The input ▸
———

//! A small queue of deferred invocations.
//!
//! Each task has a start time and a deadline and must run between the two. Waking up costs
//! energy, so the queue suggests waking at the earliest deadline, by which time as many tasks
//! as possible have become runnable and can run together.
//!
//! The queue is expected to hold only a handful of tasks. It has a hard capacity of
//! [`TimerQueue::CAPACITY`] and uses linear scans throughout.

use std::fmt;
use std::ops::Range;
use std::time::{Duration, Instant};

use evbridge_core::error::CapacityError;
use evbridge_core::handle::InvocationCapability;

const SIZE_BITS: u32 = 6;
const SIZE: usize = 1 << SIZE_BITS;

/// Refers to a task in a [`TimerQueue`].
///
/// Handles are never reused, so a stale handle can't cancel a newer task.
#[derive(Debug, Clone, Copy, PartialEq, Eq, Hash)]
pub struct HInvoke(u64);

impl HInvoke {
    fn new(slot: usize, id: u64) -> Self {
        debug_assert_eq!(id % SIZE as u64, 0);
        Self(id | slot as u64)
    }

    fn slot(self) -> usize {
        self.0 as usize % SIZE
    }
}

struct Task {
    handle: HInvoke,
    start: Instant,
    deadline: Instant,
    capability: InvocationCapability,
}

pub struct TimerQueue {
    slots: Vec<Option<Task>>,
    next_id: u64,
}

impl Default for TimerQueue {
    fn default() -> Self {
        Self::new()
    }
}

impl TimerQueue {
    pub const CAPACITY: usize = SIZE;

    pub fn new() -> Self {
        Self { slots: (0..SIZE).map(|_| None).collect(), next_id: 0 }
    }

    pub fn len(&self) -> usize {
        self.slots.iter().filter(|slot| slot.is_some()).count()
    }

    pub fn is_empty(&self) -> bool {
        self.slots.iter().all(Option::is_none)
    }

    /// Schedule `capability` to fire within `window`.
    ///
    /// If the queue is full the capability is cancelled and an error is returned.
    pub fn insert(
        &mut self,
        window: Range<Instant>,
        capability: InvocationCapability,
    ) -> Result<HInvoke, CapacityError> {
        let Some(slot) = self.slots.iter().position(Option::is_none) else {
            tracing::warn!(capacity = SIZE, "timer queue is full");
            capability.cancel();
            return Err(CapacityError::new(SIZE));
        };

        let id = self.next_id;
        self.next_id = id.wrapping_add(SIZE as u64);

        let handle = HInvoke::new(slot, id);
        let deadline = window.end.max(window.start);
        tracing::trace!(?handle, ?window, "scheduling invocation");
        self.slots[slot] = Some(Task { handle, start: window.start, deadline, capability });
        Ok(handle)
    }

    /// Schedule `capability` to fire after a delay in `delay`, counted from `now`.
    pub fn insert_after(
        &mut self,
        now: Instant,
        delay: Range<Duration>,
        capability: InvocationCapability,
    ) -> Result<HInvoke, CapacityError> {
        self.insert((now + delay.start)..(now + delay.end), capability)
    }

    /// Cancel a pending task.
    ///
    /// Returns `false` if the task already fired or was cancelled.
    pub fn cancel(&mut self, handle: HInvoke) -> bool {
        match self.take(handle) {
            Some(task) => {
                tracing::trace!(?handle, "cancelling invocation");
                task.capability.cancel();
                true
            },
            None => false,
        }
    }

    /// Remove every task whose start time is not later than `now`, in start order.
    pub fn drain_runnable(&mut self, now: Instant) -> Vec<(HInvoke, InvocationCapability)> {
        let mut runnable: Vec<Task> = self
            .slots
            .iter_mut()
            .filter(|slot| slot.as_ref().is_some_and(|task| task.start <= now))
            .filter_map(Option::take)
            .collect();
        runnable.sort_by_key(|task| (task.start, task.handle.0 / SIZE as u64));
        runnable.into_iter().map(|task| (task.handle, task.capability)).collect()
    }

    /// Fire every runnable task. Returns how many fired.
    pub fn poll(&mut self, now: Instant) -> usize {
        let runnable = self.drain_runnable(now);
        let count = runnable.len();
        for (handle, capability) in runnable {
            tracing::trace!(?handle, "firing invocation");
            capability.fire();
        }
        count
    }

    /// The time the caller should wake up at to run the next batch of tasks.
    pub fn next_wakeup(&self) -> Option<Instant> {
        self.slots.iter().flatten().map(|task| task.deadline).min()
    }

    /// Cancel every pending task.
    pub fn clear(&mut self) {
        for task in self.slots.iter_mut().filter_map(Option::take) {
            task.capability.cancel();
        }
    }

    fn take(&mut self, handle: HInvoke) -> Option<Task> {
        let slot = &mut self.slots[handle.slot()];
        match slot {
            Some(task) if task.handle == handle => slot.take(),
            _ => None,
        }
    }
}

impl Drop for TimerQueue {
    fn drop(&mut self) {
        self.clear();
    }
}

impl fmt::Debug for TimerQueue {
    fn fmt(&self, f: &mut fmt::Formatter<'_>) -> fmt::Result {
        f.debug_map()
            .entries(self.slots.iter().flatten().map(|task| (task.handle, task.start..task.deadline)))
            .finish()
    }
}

———

Assignment ▸ Show all lines above that contain "bool".

Written response ▸
    pub fn is_empty(&self) -> bool {
    pub fn cancel(&mut self, handle: HInvoke) -> bool {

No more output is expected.